Because his approach focused on localizing lesions, Ribli wasn't able to use the database of images provided in the challenge for training the algorithm. Instead, he trained the model using the Digital Database for Screening Mammography, a publicly available set of 2,620 digitized screen-film mammograms that showed precisely locations of cancers. Additional training was performed with 847 full-field digital mammography images from 174 patients at Semmelweis University in Budapest.
The model's classification yielded an area under the curve (AUC) of 0.85 in the Digital Mammography Dream Challenge, which was good enough for second place. In addition to the AUC of 0.85 for the Digital Mammography Dream Challenge, their algorithm also produced an AUC of 0.95 for the INbreast dataset, a small dataset that includes screening and diagnostic mammograms from a European population and mammography practice. The researchers said this was highest AUC score ever produced on this dataset by a fully automated system with a single model.

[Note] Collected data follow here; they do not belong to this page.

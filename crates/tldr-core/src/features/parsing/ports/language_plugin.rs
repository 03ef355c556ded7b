//! The per-language extraction contract (C1/C2): every language implements
//! `extract_facts` and `parse_imports`; grammar-backed languages also expose
//! a `SyntaxProfile` so the generic CFG/DFG/PDG builders in
//! `features::flow_graph`, `features::data_flow`, and `features::pdg` can
//! walk their trees without per-language duplication of the graph
//! algorithms themselves.

use std::collections::HashMap;

use crate::shared::models::{FileFacts, ImportFact, PDGInfo};
use crate::shared::ports::language::Language;

/// Maps a grammar's concrete node-kind strings onto the syntactic roles the
/// generic CFG/DFG builders need to recognise. Every language that has a
/// tree-sitter grammar wired up provides one of these; languages on the
/// regex-fallback path do not, and degrade to a trivial single-block CFG.
#[derive(Debug, Clone, Default)]
pub struct SyntaxProfile {
    pub function_kinds: &'static [&'static str],
    pub class_kinds: &'static [&'static str],
    pub if_kinds: &'static [&'static str],
    pub elif_kinds: &'static [&'static str],
    pub else_kinds: &'static [&'static str],
    pub while_kinds: &'static [&'static str],
    pub for_kinds: &'static [&'static str],
    pub repeat_kinds: &'static [&'static str],
    pub switch_kinds: &'static [&'static str],
    pub case_kinds: &'static [&'static str],
    pub try_kinds: &'static [&'static str],
    pub except_kinds: &'static [&'static str],
    pub return_kinds: &'static [&'static str],
    pub break_kinds: &'static [&'static str],
    pub continue_kinds: &'static [&'static str],
    pub raise_kinds: &'static [&'static str],
    pub call_kinds: &'static [&'static str],
    pub assignment_kinds: &'static [&'static str],
    pub augmented_assignment_kinds: &'static [&'static str],
    pub identifier_kinds: &'static [&'static str],
    pub block_kinds: &'static [&'static str],
    pub parameter_kinds: &'static [&'static str],
}

impl SyntaxProfile {
    pub fn is_kind(set: &[&str], kind: &str) -> bool {
        set.contains(&kind)
    }
}

/// Tracks nested scope names so a plugin can build fully-qualified names
/// for nested functions/methods without recursing.
#[derive(Debug, Clone, Default)]
pub struct ExtractionContext<'a> {
    pub source: &'a str,
    pub file_path: &'a str,
    pub scope_stack: Vec<String>,
}

impl<'a> ExtractionContext<'a> {
    pub fn new(source: &'a str, file_path: &'a str) -> Self {
        Self {
            source,
            file_path,
            scope_stack: Vec::new(),
        }
    }

    pub fn fqn_prefix(&self) -> String {
        self.scope_stack.join(".")
    }

    pub fn push_scope(&mut self, name: impl Into<String>) {
        self.scope_stack.push(name.into());
    }

    pub fn pop_scope(&mut self) {
        self.scope_stack.pop();
    }
}

/// The two-method contract every language must implement, plus the optional
/// syntax profile that unlocks the generic CFG/DFG/PDG builders. A language
/// that lacks a real parser degrades via the regex-fallback extractor (see
/// `plugins::regex_fallback`), which also implements this trait.
pub trait LanguagePlugin: Send + Sync {
    fn language(&self) -> Language;

    fn extract_facts(&self, source: &str, file_path: &str) -> FileFacts;

    fn parse_imports(&self, source: &str) -> Vec<ImportFact>;

    /// A grammar-backed plugin returns its syntax profile so the generic
    /// graph builders can walk its tree; the fallback path returns `None`
    /// and callers fall back to `CFGInfo::trivial`.
    fn syntax_profile(&self) -> Option<&SyntaxProfile> {
        None
    }

    /// Builds one PDG per function found in `source`, for daemon commands
    /// (`cfg`, `dfg`, `slice`) that need a full graph rather than just facts.
    /// The fallback path (no grammar, no profile) degrades to no functions
    /// rather than a trivial single-block PDG, since there's no tree to walk.
    fn build_pdgs(&self, _source: &str) -> Vec<PDGInfo> {
        Vec::new()
    }
}

/// Owns one plugin per language and dispatches by extension or by `Language`.
pub struct LanguageRegistry {
    plugins: HashMap<Language, Box<dyn LanguagePlugin>>,
}

impl LanguageRegistry {
    pub fn new() -> Self {
        Self {
            plugins: HashMap::new(),
        }
    }

    pub fn register(&mut self, plugin: Box<dyn LanguagePlugin>) {
        self.plugins.insert(plugin.language(), plugin);
    }

    pub fn get(&self, language: Language) -> Option<&dyn LanguagePlugin> {
        self.plugins.get(&language).map(|b| b.as_ref())
    }

    pub fn get_by_path(&self, path: &str) -> Option<&dyn LanguagePlugin> {
        Language::from_file_path(path).and_then(|lang| self.get(lang))
    }

    pub fn supports(&self, language: Language) -> bool {
        self.plugins.contains_key(&language)
    }

    pub fn all(&self) -> impl Iterator<Item = &Box<dyn LanguagePlugin>> {
        self.plugins.values()
    }
}

impl Default for LanguageRegistry {
    fn default() -> Self {
        Self::new()
    }
}

#[cfg(test)]
mod tests {
    use super::*;

    #[test]
    fn test_extraction_context_fqn() {
        let mut ctx = ExtractionContext::new("src", "f.py");
        ctx.push_scope("Outer");
        ctx.push_scope("inner");
        assert_eq!(ctx.fqn_prefix(), "Outer.inner");
        ctx.pop_scope();
        assert_eq!(ctx.fqn_prefix(), "Outer");
    }
}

On a per-lesion basis, the model produced 90% sensitivity and a false-positive rate of 0.3 false-positive marks per image, according to the researchers.
"Our model achieves slightly better detection performance on the INbreast dataset than the reported characteristics of commercial CAD systems, although it is important to note that results obtained on different datasets are not directly comparable," the authors wrote.
Ribli said the research shows the technology invented to tackle object detection in standard pictures of cats, dogs, etc., can be easily adapted to cancer detection in mammography. In addition, it already surpasses the state-of-the art for cancer detection.
"On everyday images these models are already able to rival our abilities, which were evolved for millions of years," he explained. "Our brain was not made to interpret mammograms, and perhaps deep learning can simply surpass human performance on this rather unnatural task."
The researchers have released a demo version of their deep-learning algorithm that radiologists can try out as a plug-in for the Macintosh-bsaed OsiriX free medical image viewer. He also said that model's performance has been further improved since the Digital Mammography Dream Challenge. New results will be shared in an upcoming paper.
"Deep learning is not just a promise for medical image analysis, but it is already probably the best way to do it," Ribli said.